**Task brief:**
Below are records to be reproduced exactly and in full.

(Saved entries)
##############################

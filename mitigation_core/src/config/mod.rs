//! Configuration loading from TOML files

mod constants;

pub use constants::{ArmorConstants, MitigationConstants};

use std::fs;
use std::path::Path;
use thiserror::Error;

/// Configuration loading error
#[derive(Error, Debug)]
pub enum ConfigError {
    #[error("Failed to read config file: {0}")]
    IoError(#[from] std::io::Error),
    #[error("Failed to parse TOML: {0}")]
    ParseError(#[from] toml::de::Error),
    #[error("Configuration validation error: {0}")]
    ValidationError(String),
}

/// Load a TOML file and deserialize it
pub fn load_toml<T: serde::de::DeserializeOwned>(path: &Path) -> Result<T, ConfigError> {
    let content = fs::read_to_string(path)?;
    parse_toml(&content)
}

/// Load a TOML string and deserialize it
pub fn parse_toml<T: serde::de::DeserializeOwned>(content: &str) -> Result<T, ConfigError> {
    let config: T = toml::from_str(content)?;
    Ok(config)
}

/// Load and validate mitigation constants from a TOML file
pub fn load_constants(path: &Path) -> Result<MitigationConstants, ConfigError> {
    let constants: MitigationConstants = load_toml(path)?;
    constants.validate()?;
    Ok(constants)
}

/// Parse and validate mitigation constants from a TOML string
pub fn parse_constants(content: &str) -> Result<MitigationConstants, ConfigError> {
    let constants: MitigationConstants = parse_toml(content)?;
    constants.validate()?;
    Ok(constants)
}
//! Mitigation constants configuration

use super::ConfigError;
use serde::{Deserialize, Serialize};

/// Tunable mitigation constants
#[derive(Debug, Clone, Default, PartialEq, Serialize, Deserialize)]
pub struct MitigationConstants {
    #[serde(default)]
    pub armor: ArmorConstants,
}

impl MitigationConstants {
    /// Check that the constants describe a usable curve
    pub fn validate(&self) -> Result<(), ConfigError> {
        let scale = self.armor.curve_scale;
        if !scale.is_finite() || scale <= 0.0 {
            return Err(ConfigError::ValidationError(format!(
                "armor.curve_scale must be a positive finite number, got {scale}"
            )));
        }
        Ok(())
    }
}

#[derive(Debug, Clone, PartialEq, Serialize, Deserialize)]
pub struct ArmorConstants {
    /// Curve constant: multiplier = scale / (scale + armor)
    #[serde(default = "default_curve_scale")]
    pub curve_scale: f64,
}

impl Default for ArmorConstants {
    fn default() -> Self {
        ArmorConstants {
            curve_scale: default_curve_scale(),
        }
    }
}

fn default_curve_scale() -> f64 {
    100.0
}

##############################

**Response to the exercise:**
filename mitigation_core/src/config/mod.rs
//! Configuration loading from TOML files

mod constants;

pub use constants::{ArmorConstants, MitigationConstants};

use std::fs;
use std::path::Path;
use thiserror::Error;

/// Configuration loading error
#[derive(Error, Debug)]
pub enum ConfigError {
    #[error("Failed to read config file: {0}")]
    IoError(#[from] std::io::Error),
    #[error("Failed to parse TOML: {0}")]
    ParseError(#[from] toml::de::Error),
    #[error("Configuration validation error: {0}")]
    ValidationError(String),
}

/// Load a TOML file and deserialize it
pub fn load_toml<T: serde::de::DeserializeOwned>(path: &Path) -> Result<T, ConfigError> {
    let content = fs::read_to_string(path)?;
    parse_toml(&content)
}

/// Load a TOML string and deserialize it
pub fn parse_toml<T: serde::de::DeserializeOwned>(content: &str) -> Result<T, ConfigError> {
    let config: T = toml::from_str(content)?;
    Ok(config)
}

/// Load and validate mitigation constants from a TOML file
pub fn load_constants(path: &Path) -> Result<MitigationConstants, ConfigError> {
    let constants: MitigationConstants = load_toml(path)?;
    constants.validate()?;
    Ok(constants)
}

/// Parse and validate mitigation constants from a TOML string
pub fn parse_constants(content: &str) -> Result<MitigationConstants, ConfigError> {
    let constants: MitigationConstants = parse_toml(content)?;
    constants.validate()?;
    Ok(constants)
}
//! Mitigation constants configuration

use super::ConfigError;
use serde::{Deserialize, Serialize};

/// Tunable mitigation constants
#[derive(Debug, Clone, Default, PartialEq, Serialize, Deserialize)]
pub struct MitigationConstants {
    #[serde(default)]
    pub armor: ArmorConstants,
}

impl MitigationConstants {
    /// Check that the constants describe a usable curve
    pub fn validate(&self) -> Result<(), ConfigError> {
        let scale = self.armor.curve_scale;
        if !scale.is_finite() || scale <= 0.0 {
            return Err(ConfigError::ValidationError(format!(
                "armor.curve_scale must be a positive finite number, got {scale}"
            )));
        }
        Ok(())
    }
}

#[derive(Debug, Clone, PartialEq, Serialize, Deserialize)]
pub struct ArmorConstants {
    /// Curve constant: multiplier = scale / (scale + armor)
    #[serde(default = "default_curve_scale")]
    pub curve_scale: f64,
}

impl Default for ArmorConstants {
    fn default() -> Self {
        ArmorConstants {
            curve_scale: default_curve_scale(),
        }
    }
}

fn default_curve_scale() -> f64 {
    100.0
}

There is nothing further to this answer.